The White House and Guaido’s Venezuelan team — ambitious former political prisoner Leopoldo Lopez holed up in the Spanish embassy in Caracas and a clutch of long-exiled technocrats sprinkled from Boston to Bogota — never fathomed that Maduro could hang on without petrodollars.

Guaido addressing reporters in Caracas

Juan Guaido, accompanied by Acción Democrática party leader Henry Ramos Allup (left), addressing reporters on 17 June in Caracas. Photo by presidential press photographer Leo Alvarez and courtesy Guaido organization.

If they did not see the futility of the strategy of starving Maduro of oil revenue, they blindly disregarded the historical evidence from Iran. Not only has Maduro resisted “maximum pressure”, he has consolidated power by repressing opponents, exploiting Guaido’s spectacular blunders and blaming US sanctions for the hardship sown by two decades of mismanagement and corruption. Now those very sanctions plus US indictments have wiped out any incentive for him to leave.

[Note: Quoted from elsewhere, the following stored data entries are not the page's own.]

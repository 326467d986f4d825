//! `asm8`: assemble one or more source files into a flat ROM image.

mod hexdump;

use std::{fs, io, path::PathBuf, process::ExitCode};

use anyhow::{anyhow, bail, Context, Result};
use asm8::{AssemblyResult, Assembler};
use clap::Parser;
use tracing::Level;

#[derive(Parser, Debug)]
#[command(version, about, long_about = None)]
struct Args {
    /// Input files to assemble, in order, as one program
    #[arg(value_name = "INPUT")]
    inputs: Vec<PathBuf>,

    /// Output file for the flat binary
    #[arg(short, long)]
    output: Option<PathBuf>,

    /// Size of the output binary; the image is padded up to it
    #[arg(short, long)]
    size: Option<usize>,

    /// Byte used for gaps between placed words
    #[arg(short, long, default_value = "0", value_parser = parse_byte)]
    fill: u8,

    /// Print the final assembly listing
    #[arg(short = 'v', long)]
    print_assembly: bool,

    /// Print a hexdump of the final binary (the default without `--output`)
    #[arg(short = 'x', long)]
    print_binary: bool,

    /// One of `TRACE`, `DEBUG`, `INFO`, `WARN`, or `ERROR`
    #[arg(short, long, default_value_t = Level::WARN)]
    log_level: Level,
}

fn parse_byte(s: &str) -> Result<u8, String> {
    let parsed = match s.strip_prefix("0x").or_else(|| s.strip_prefix("0X")) {
        Some(hex) => u8::from_str_radix(hex, 16),
        None => s.parse::<u8>(),
    };
    parsed.map_err(|e| format!("invalid byte `{s}`: {e}"))
}

fn main() -> ExitCode {
    let args = Args::parse();
    tracing_subscriber::fmt()
        .with_max_level(args.log_level)
        .with_writer(io::stderr)
        .init();

    if let Err(e) = main_real(args) {
        tracing::error!("{e:#}");
        ExitCode::FAILURE
    } else {
        ExitCode::SUCCESS
    }
}

fn main_real(args: Args) -> Result<()> {
    let result = assemble_files(&args.inputs, args.print_assembly)?;

    if args.print_assembly {
        print!("{}", result.listing());
    }

    let binary = flatten(&result, args.fill, args.size)?;

    if let Some(path) = &args.output {
        fs::write(path, &binary)
            .with_context(|| format!("cannot write output file {}", path.display()))?;
        tracing::info!(bytes = binary.len(), path = %path.display(), "wrote binary");
    }

    if args.output.is_none() || args.print_binary {
        print!("{}", hexdump::hexdump(&binary));
    }
    Ok(())
}

/// Assembles `inputs` as one unit. Errors name the file of every location
/// they mention.
fn assemble_files(inputs: &[PathBuf], listing: bool) -> Result<AssemblyResult> {
    let names: Vec<String> = inputs.iter().map(|p| p.display().to_string()).collect();
    let mut asm = Assembler::new();
    if listing {
        asm.enable_listing();
    }
    for path in inputs {
        let source = fs::read_to_string(path)
            .with_context(|| format!("cannot read input file {}", path.display()))?;
        tracing::debug!(path = %path.display(), bytes = source.len(), "parsing");
        asm.emit(&source)
            .map_err(|e| anyhow!("{}", e.with_sources(&names)))?;
    }
    let result = asm
        .finish()
        .map_err(|e| anyhow!("{}", e.with_sources(&names)))?;
    tracing::info!(
        words = result.image().len(),
        labels = result.labels().len(),
        "assembled"
    );
    Ok(result)
}

/// Produces the flat binary, padded to `size` when one is given.
fn flatten(result: &AssemblyResult, fill: u8, size: Option<usize>) -> Result<Vec<u8>> {
    let mut binary = result.to_bytes(fill);
    if let Some(size) = size {
        if binary.len() > size {
            bail!(
                "binary size {} exceeds configured output size {size}",
                binary.len()
            );
        }
        binary.resize(size, fill);
    }
    Ok(binary)
}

The focus on oil to oust the regime should come as no surprise, since the opposition’s post-Maduro reconstruction campaign is almost entirely anchored on oil. Never mind climate change and energy transition, not to mention Venezuela’s negligible non-oil economy. Driven by nostalgia for a glorious Venezuela that never was or aspiring for an oil-rich Venezuela that will probably never be again, Guaido’s team is more wedded to oil than Maduro himself.

The tyranny of the heir to iconic late president Hugo Chavez has shown that he can survive without the “devil’s excrement”, sustained instead by opaque revenue streams that always seem a step ahead of US sanctions. On the international stage, Maduro’s fellow US-sanctioned friends in Moscow, Havana and more recently Tehran now have every reason to believe that their man in Caracas will outlast US president Donald Trump.

Shallow fixation

The opposition’s last stand is PdV’s US refining arm Citgo. From the start, Guaido’s advisers fixated on defending the asset from creditors. The White House gave its blessing to an opposition-appointed board last year, but without access to dividends Guaido’s control is superficial at best. This week, his team is among the parties ordered by a Delaware court to file proposals to sell Citgo shares to satisfy a debt to one of Venezuela’s many jilted claimants and creditors. The only obstacle to the sale is a US Treasury license that expires in July. Treasury is likely to renew it, but not before it becomes painfully evident that Citgo was not worth the fight. Oil market conditions have eroded the asset’s value to as little as $3.5bn. Venezuela’s foreign debt? At least $150bn.

With elections nearing in both Venezuela and the US, Guaido and Trump are the ones whose days look to be numbered.